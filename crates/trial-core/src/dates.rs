//! Date parsing for trial submissions.
//!
//! Submissions carry dates in one of three forms:
//! - `2024-01-25` (a calendar date, read as midnight UTC)
//! - `2024-01-25T09:30:00+02:00` (RFC 3339, offset kept until normalization)
//! - `2024-01-25T09:30:00` (no offset, read as UTC)
//!
//! The schema's `trial-date` format and record deserialization both go through
//! [`parse_trial_date`], so a document that passes the schema always parses.
//!
//! Only years 0000 through 9999, both as written and once shifted to UTC, are
//! accepted. Stored timestamps are RFC 3339, which has no room for more.

use std::ops::RangeInclusive;

use chrono::{DateTime, Datelike, FixedOffset, NaiveDate, NaiveDateTime};
use serde::{Deserialize, Deserializer};

use crate::errors::CoreError;

const NAIVE_DATETIME_FORMATS: [&str; 3] = [
    "%Y-%m-%dT%H:%M:%S%.f",
    "%Y-%m-%dT%H:%M:%S",
    "%Y-%m-%dT%H:%M",
];

/// Years representable in a four-digit RFC 3339 timestamp.
pub const YEAR_RANGE: RangeInclusive<i32> = 0..=9999;

/// Parse a submission date into an offset-aware timestamp.
///
/// # Errors
///
/// Returns `CoreError::InvalidDate` if the string matches none of the
/// accepted forms or falls outside [`YEAR_RANGE`].
pub fn parse_trial_date(s: &str) -> Result<DateTime<FixedOffset>, CoreError> {
    let s = s.trim();
    parse_any_form(s)
        .filter(|dt| in_storable_range(*dt))
        .ok_or_else(|| CoreError::InvalidDate(s.to_string()))
}

/// Whether `dt` keeps a four-digit year both as written and in UTC.
#[must_use]
pub fn in_storable_range(dt: DateTime<FixedOffset>) -> bool {
    YEAR_RANGE.contains(&dt.year()) && YEAR_RANGE.contains(&dt.naive_utc().year())
}

fn parse_any_form(s: &str) -> Option<DateTime<FixedOffset>> {
    if let Ok(dt) = DateTime::parse_from_rfc3339(s) {
        return Some(dt);
    }
    if let Ok(date) = NaiveDate::parse_from_str(s, "%Y-%m-%d") {
        return Some(date.and_time(chrono::NaiveTime::MIN).and_utc().fixed_offset());
    }
    NAIVE_DATETIME_FORMATS
        .iter()
        .find_map(|fmt| NaiveDateTime::parse_from_str(s, fmt).ok())
        .map(|naive| naive.and_utc().fixed_offset())
}

/// Whether `s` is an accepted submission date.
#[must_use]
pub fn is_trial_date(s: &str) -> bool {
    parse_trial_date(s).is_ok()
}

/// Serde adapter for a required submission date.
///
/// # Errors
///
/// Fails with a custom deserializer error when the string is not a date.
pub fn deserialize<'de, D>(deserializer: D) -> Result<DateTime<FixedOffset>, D::Error>
where
    D: Deserializer<'de>,
{
    let raw = String::deserialize(deserializer)?;
    parse_trial_date(&raw).map_err(serde::de::Error::custom)
}

/// Serde adapter for an optional submission date. `null` maps to `None`.
///
/// # Errors
///
/// Fails with a custom deserializer error when a present string is not a date.
pub fn deserialize_option<'de, D>(deserializer: D) -> Result<Option<DateTime<FixedOffset>>, D::Error>
where
    D: Deserializer<'de>,
{
    Option::<String>::deserialize(deserializer)?
        .map(|raw| parse_trial_date(&raw).map_err(serde::de::Error::custom))
        .transpose()
}
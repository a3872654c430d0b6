//! Repository modules adding queries to `TrialDb` via `impl TrialDb` blocks.

pub mod trial;
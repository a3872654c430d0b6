//! The clinical trial record.
//!
//! One struct serves both directions: it deserializes from an uploaded
//! submission (server-owned fields fall back to their defaults) and serializes
//! as the stored record and the notification payload.

use chrono::{DateTime, FixedOffset, Utc};
use schemars::JsonSchema;
use serde::{Deserialize, Serialize};

use crate::enums::TrialStatus;

/// A clinical trial, as submitted and as stored.
///
/// `start_date` and `end_date` keep the offset they were submitted with until
/// the normalizer rewrites them to UTC.
#[derive(Debug, Clone, Serialize, Deserialize, JsonSchema, PartialEq, Eq)]
#[serde(rename_all = "camelCase")]
pub struct TrialRecord {
    /// Server-assigned identifier (`trl-` plus 16 hex digits). Empty until persisted.
    #[serde(default)]
    pub id: String,

    /// Client-supplied trial identifier, unique across all records.
    pub trial_id: String,

    pub title: String,

    #[serde(deserialize_with = "crate::dates::deserialize")]
    pub start_date: DateTime<FixedOffset>,

    #[serde(default, deserialize_with = "crate::dates::deserialize_option")]
    pub end_date: Option<DateTime<FixedOffset>>,

    /// Number of participants. The schema guarantees `>= 1` when present.
    #[serde(default)]
    pub participants: Option<u32>,

    pub status: TrialStatus,

    /// Derived by the normalizer; never read from a submission.
    #[serde(default)]
    pub duration_in_days: Option<i64>,

    #[serde(default = "Utc::now")]
    pub created_at: DateTime<Utc>,

    #[serde(default)]
    pub updated_at: Option<DateTime<Utc>>,
}

/// Field names of a submission document, in their canonical spelling.
///
/// Used to match incoming keys case-insensitively before deserializing.
pub const SUBMISSION_FIELDS: [&str; 6] = [
    "trialId",
    "title",
    "startDate",
    "endDate",
    "participants",
    "status",
];

impl TrialRecord {
    /// Rewrite top-level keys of a submission to their canonical spelling.
    ///
    /// `{"TRIALID": "T-1"}` becomes `{"trialId": "T-1"}`. Keys that match no
    /// submission field are left untouched.
    #[must_use]
    pub fn canonicalize_keys(document: serde_json::Value) -> serde_json::Value {
        match document {
            serde_json::Value::Object(map) => map
                .into_iter()
                .map(|(key, value)| {
                    let canonical = SUBMISSION_FIELDS
                        .iter()
                        .find(|field| field.eq_ignore_ascii_case(&key))
                        .map_or(key, |field| (*field).to_string());
                    (canonical, value)
                })
                .collect::<serde_json::Map<_, _>>()
                .into(),
            other => other,
        }
    }
}
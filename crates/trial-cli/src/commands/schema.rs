use serde_json::{Map, Value};
use trial_schema::SchemaKind;

use crate::cli::{GlobalFlags, SchemaArgs};
use crate::output::output;

/// Handle `trials schema`.
pub fn handle(args: &SchemaArgs, flags: &GlobalFlags) -> anyhow::Result<()> {
    output(&export(args.kind.as_deref())?, flags.format)
}

/// One schema by name, or every schema keyed by name.
fn export(kind: Option<&str>) -> anyhow::Result<Value> {
    if let Some(name) = kind {
        let kind: SchemaKind = name.parse()?;
        return Ok(kind.definition()?);
    }

    let mut all = Map::new();
    for kind in SchemaKind::ALL {
        all.insert(kind.to_string(), kind.definition()?);
    }
    Ok(Value::Object(all))
}
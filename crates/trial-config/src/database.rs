//! libSQL database location.

use std::path::PathBuf;

use serde::{Deserialize, Serialize};

fn default_path() -> String {
    ".trials/trials.db".to_string()
}

#[derive(Debug, Clone, Deserialize, Serialize)]
pub struct DatabaseConfig {
    /// Path to the local database file, or `:memory:`.
    #[serde(default = "default_path")]
    pub path: String,
}

impl Default for DatabaseConfig {
    fn default() -> Self {
        Self {
            path: default_path(),
        }
    }
}

impl DatabaseConfig {
    #[must_use]
    pub fn is_in_memory(&self) -> bool {
        self.path == ":memory:"
    }

    /// Directory that must exist before the database file can be opened.
    ///
    /// `None` for in-memory databases and bare file names.
    #[must_use]
    pub fn parent_dir(&self) -> Option<PathBuf> {
        if self.is_in_memory() {
            return None;
        }
        PathBuf::from(&self.path)
            .parent()
            .filter(|p| !p.as_os_str().is_empty())
            .map(std::path::Path::to_path_buf)
    }
}
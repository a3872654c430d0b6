//! Trial repository: lookups, listing, and the raw insert used by `UnitOfWork`.

use trial_core::entities::TrialRecord;
use trial_core::enums::TrialStatus;

use crate::TrialDb;
use crate::error::DatabaseError;
use crate::helpers::{get_opt_string, parse_datetime, parse_optional_datetime, parse_utc};

const TRIAL_COLUMNS: &str = "id, trial_id, title, start_date, end_date, participants, status, \
     duration_in_days, created_at, updated_at";

fn row_to_trial(row: &libsql::Row) -> Result<TrialRecord, DatabaseError> {
    let participants = row
        .get::<Option<i64>>(5)?
        .map(u32::try_from)
        .transpose()
        .map_err(|e| DatabaseError::Query(format!("participants out of range: {e}")))?;
    let status: TrialStatus = row
        .get::<String>(6)?
        .parse()
        .map_err(|e: trial_core::errors::CoreError| DatabaseError::Query(e.to_string()))?;
    let updated_at = get_opt_string(row, 9)?
        .map(|s| parse_utc(&s))
        .transpose()?;

    Ok(TrialRecord {
        id: row.get::<String>(0)?,
        trial_id: row.get::<String>(1)?,
        title: row.get::<String>(2)?,
        start_date: parse_datetime(&row.get::<String>(3)?)?,
        end_date: parse_optional_datetime(get_opt_string(row, 4)?.as_deref())?,
        participants,
        status,
        duration_in_days: row.get::<Option<i64>>(7)?,
        created_at: parse_utc(&row.get::<String>(8)?)?,
        updated_at,
    })
}

async fn collect_trials(mut rows: libsql::Rows) -> Result<Vec<TrialRecord>, DatabaseError> {
    let mut trials = Vec::new();
    while let Some(row) = rows.next().await? {
        trials.push(row_to_trial(&row)?);
    }
    Ok(trials)
}

impl TrialDb {
    /// Fetch a trial by its server-assigned identifier.
    pub async fn get_trial(&self, id: &str) -> Result<Option<TrialRecord>, DatabaseError> {
        let mut rows = self
            .conn()
            .query(
                &format!("SELECT {TRIAL_COLUMNS} FROM trials WHERE id = ?1"),
                [id],
            )
            .await?;
        rows.next().await?.map(|row| row_to_trial(&row)).transpose()
    }

    /// Fetch a trial by its client-supplied trial identifier.
    pub async fn find_by_trial_id(
        &self,
        trial_id: &str,
    ) -> Result<Option<TrialRecord>, DatabaseError> {
        let mut rows = self
            .conn()
            .query(
                &format!("SELECT {TRIAL_COLUMNS} FROM trials WHERE trial_id = ?1"),
                [trial_id],
            )
            .await?;
        rows.next().await?.map(|row| row_to_trial(&row)).transpose()
    }

    /// List trials oldest first, optionally filtered by status.
    pub async fn list_trials(
        &self,
        status: Option<TrialStatus>,
    ) -> Result<Vec<TrialRecord>, DatabaseError> {
        let rows = match status {
            Some(status) => {
                self.conn()
                    .query(
                        &format!(
                            "SELECT {TRIAL_COLUMNS} FROM trials WHERE status = ?1 \
                             ORDER BY created_at, id"
                        ),
                        [status.as_str()],
                    )
                    .await?
            }
            None => {
                self.conn()
                    .query(
                        &format!("SELECT {TRIAL_COLUMNS} FROM trials ORDER BY created_at, id"),
                        (),
                    )
                    .await?
            }
        };
        collect_trials(rows).await
    }

    /// Number of stored trials.
    pub async fn count_trials(&self) -> Result<i64, DatabaseError> {
        let mut rows = self.conn().query("SELECT COUNT(*) FROM trials", ()).await?;
        let row = rows
            .next()
            .await?
            .ok_or_else(|| DatabaseError::Query("COUNT returned no rows".into()))?;
        Ok(row.get::<i64>(0)?)
    }
}

/// Insert one record on `conn` (a plain connection or an open transaction).
pub(crate) async fn insert_trial(
    conn: &libsql::Connection,
    trial: &TrialRecord,
) -> Result<(), DatabaseError> {
    conn.execute(
        &format!(
            "INSERT INTO trials ({TRIAL_COLUMNS}) VALUES (?1, ?2, ?3, ?4, ?5, ?6, ?7, ?8, ?9, ?10)"
        ),
        libsql::params![
            trial.id.as_str(),
            trial.trial_id.as_str(),
            trial.title.as_str(),
            trial.start_date.to_rfc3339(),
            trial.end_date.map(|d| d.to_rfc3339()),
            trial.participants.map(i64::from),
            trial.status.as_str(),
            trial.duration_in_days,
            trial.created_at.to_rfc3339(),
            trial.updated_at.map(|d| d.to_rfc3339())
        ],
    )
    .await
    .map_err(|e| {
        if DatabaseError::is_trial_id_conflict(&e) {
            DatabaseError::Conflict(trial.trial_id.clone())
        } else {
            DatabaseError::LibSql(e)
        }
    })?;
    Ok(())
}
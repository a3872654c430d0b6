//! The two-variant result of one ingestion attempt.

use std::fmt;

pub const INVALID_FORMAT_PREFIX: &str = "Invalid JSON format: ";
pub const PARSING_ERROR_PREFIX: &str = "JSON parsing error: ";
pub const PROCESSING_ERROR_PREFIX: &str = "Processing error: ";
pub const DESERIALIZE_FAILED: &str = "Failed to deserialize trial data";

/// What happened to a submission.
#[derive(Debug, Clone, PartialEq, Eq)]
pub enum Outcome {
    /// Stored under this server-assigned identifier.
    Created(String),
    /// Not stored. Carries a human-readable reason.
    Rejected(String),
}

impl Outcome {
    /// Schema validation failed.
    #[must_use]
    pub fn invalid_format(errors: &[String]) -> Self {
        Self::Rejected(format!("{INVALID_FORMAT_PREFIX}{}", errors.join(", ")))
    }

    /// The document passed the schema but could not be deserialized.
    pub fn parsing_error(error: impl fmt::Display) -> Self {
        Self::Rejected(format!("{PARSING_ERROR_PREFIX}{error}"))
    }

    /// Deserialization produced no record.
    #[must_use]
    pub fn deserialize_failed() -> Self {
        Self::Rejected(DESERIALIZE_FAILED.to_string())
    }

    /// The trial identifier is already stored.
    #[must_use]
    pub fn duplicate(trial_id: &str) -> Self {
        Self::Rejected(format!("Trial with ID '{trial_id}' has already been uploaded"))
    }

    /// Reading, lookup, or persistence failed.
    pub fn processing_error(error: impl fmt::Display) -> Self {
        Self::Rejected(format!("{PROCESSING_ERROR_PREFIX}{error}"))
    }

    #[must_use]
    pub const fn is_created(&self) -> bool {
        matches!(self, Self::Created(_))
    }

    /// The assigned identifier, if created.
    #[must_use]
    pub fn id(&self) -> Option<&str> {
        match self {
            Self::Created(id) => Some(id),
            Self::Rejected(_) => None,
        }
    }

    /// The rejection reason, if rejected.
    #[must_use]
    pub fn reason(&self) -> Option<&str> {
        match self {
            Self::Created(_) => None,
            Self::Rejected(reason) => Some(reason),
        }
    }
}

impl fmt::Display for Outcome {
    fn fmt(&self, f: &mut fmt::Formatter<'_>) -> fmt::Result {
        match self {
            Self::Created(id) => write!(f, "created {id}"),
            Self::Rejected(reason) => write!(f, "rejected: {reason}"),
        }
    }
}
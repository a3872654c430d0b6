//! Database error types for trial-db.

use thiserror::Error;

/// Errors from database operations.
#[derive(Debug, Error)]
pub enum DatabaseError {
    /// A SQL query failed or returned data that could not be parsed.
    #[error("Query failed: {0}")]
    Query(String),

    /// Schema migration failed.
    #[error("Migration failed: {0}")]
    Migration(String),

    /// The unique index on `trial_id` rejected an insert.
    #[error("Trial with ID '{0}' already exists")]
    Conflict(String),

    /// Underlying libSQL error.
    #[error("libSQL error: {0}")]
    LibSql(#[from] libsql::Error),
}

impl DatabaseError {
    /// Detect a unique-constraint violation on `trials.trial_id`.
    ///
    /// libSQL only exposes the `SQLite` message text, so this matches on it.
    /// A primary-key collision is not a `Conflict`.
    #[must_use]
    pub fn is_trial_id_conflict(e: &libsql::Error) -> bool {
        let msg = e.to_string();
        msg.contains("UNIQUE constraint failed") && msg.contains("trials.trial_id")
    }
}
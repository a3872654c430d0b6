//! Rendering of `jsonschema` errors as `<RuleTag>: #/<field>` messages.

use jsonschema::ValidationError;
use jsonschema::error::ValidationErrorKind;

/// Name of the custom format used for submission dates.
pub const TRIAL_DATE_FORMAT: &str = "trial-date";

/// One message per violated rule. `AdditionalProperties` can name several
/// fields at once and expands to one message each.
pub(crate) fn describe(error: &ValidationError<'_>) -> Vec<String> {
    let path = error.instance_path.to_string();
    let tagged = |tag: &str| vec![format!("{tag}: #{path}")];

    match &error.kind {
        ValidationErrorKind::Required { property } => {
            let name = property
                .as_str()
                .map_or_else(|| property.to_string(), str::to_string);
            vec![format!("PropertyRequired: #{path}/{name}")]
        }
        ValidationErrorKind::AdditionalProperties { unexpected } => unexpected
            .iter()
            .map(|name| format!("NoAdditionalPropertiesAllowed: #{path}/{name}"))
            .collect(),
        ValidationErrorKind::Enum { .. } => tagged("NotInEnumeration"),
        ValidationErrorKind::Minimum { .. } | ValidationErrorKind::ExclusiveMinimum { .. } => {
            tagged("NumberTooSmall")
        }
        ValidationErrorKind::Maximum { .. } | ValidationErrorKind::ExclusiveMaximum { .. } => {
            tagged("NumberTooBig")
        }
        ValidationErrorKind::MinLength { .. } => tagged("StringTooShort"),
        ValidationErrorKind::MaxLength { .. } => tagged("StringTooLong"),
        ValidationErrorKind::Format { format } if format == TRIAL_DATE_FORMAT => {
            tagged("DateTimeExpected")
        }
        ValidationErrorKind::Format { .. } => tagged("InvalidFormat"),
        ValidationErrorKind::Type { .. } => tagged("TypeMismatch"),
        _ => vec![format!("{error}: #{path}")],
    }
}
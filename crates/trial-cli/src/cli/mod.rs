use std::path::PathBuf;

use clap::{Args, Parser, Subcommand};

pub mod global;

pub use global::{GlobalFlags, OutputFormat};

/// Top-level CLI parser for the `trials` binary.
#[derive(Debug, Parser)]
#[command(name = "trials", version, about = "Clinical trial upload and lookup")]
pub struct Cli {
    #[command(subcommand)]
    pub command: Commands,

    /// Output format: json, raw
    #[arg(short, long, global = true, default_value = "json")]
    pub format: OutputFormat,

    /// Quiet mode (errors only)
    #[arg(short, long, global = true)]
    pub quiet: bool,

    /// Verbose mode (debug logging)
    #[arg(short, long, global = true)]
    pub verbose: bool,

    /// Config file layered above the default locations
    #[arg(short, long, global = true)]
    pub config: Option<PathBuf>,
}

impl Cli {
    #[must_use]
    pub fn global_flags(&self) -> GlobalFlags {
        GlobalFlags {
            format: self.format,
            quiet: self.quiet,
            verbose: self.verbose,
            config: self.config.clone(),
        }
    }
}

#[derive(Debug, Subcommand)]
pub enum Commands {
    /// Validate and store a trial document.
    Upload(UploadArgs),
    /// Show a stored trial by its record id.
    Get {
        id: String,
    },
    /// List stored trials.
    List {
        /// Only trials with this status (NotStarted, Ongoing, Completed)
        #[arg(short, long)]
        status: Option<String>,
    },
    /// Print a JSON Schema (all kinds when none is given).
    Schema(SchemaArgs),
}

#[derive(Debug, Args)]
pub struct UploadArgs {
    /// Path to a `.json` trial document
    pub file: PathBuf,
}

#[derive(Debug, Args)]
pub struct SchemaArgs {
    /// clinicaltrial, trial_record, or trial_created
    pub kind: Option<String>,
}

* What you should do
Return, line for line and unchanged, the data from its first line through the line containing "RFC 3339 timestamp.".

* Result of the task
filename crates/trial-core/src/dates.rs
//! Date parsing for trial submissions.
//!
//! Submissions carry dates in one of three forms:
//! - `2024-01-25` (a calendar date, read as midnight UTC)
//! - `2024-01-25T09:30:00+02:00` (RFC 3339, offset kept until normalization)
//! - `2024-01-25T09:30:00` (no offset, read as UTC)
//!
//! The schema's `trial-date` format and record deserialization both go through
//! [`parse_trial_date`], so a document that passes the schema always parses.
//!
//! Only years 0000 through 9999, both as written and once shifted to UTC, are
//! accepted. Stored timestamps are RFC 3339, which has no room for more.

use std::ops::RangeInclusive;

use chrono::{DateTime, Datelike, FixedOffset, NaiveDate, NaiveDateTime};
use serde::{Deserialize, Deserializer};

use crate::errors::CoreError;

const NAIVE_DATETIME_FORMATS: [&str; 3] = [
    "%Y-%m-%dT%H:%M:%S%.f",
    "%Y-%m-%dT%H:%M:%S",
    "%Y-%m-%dT%H:%M",
];

/// Years representable in a four-digit RFC 3339 timestamp.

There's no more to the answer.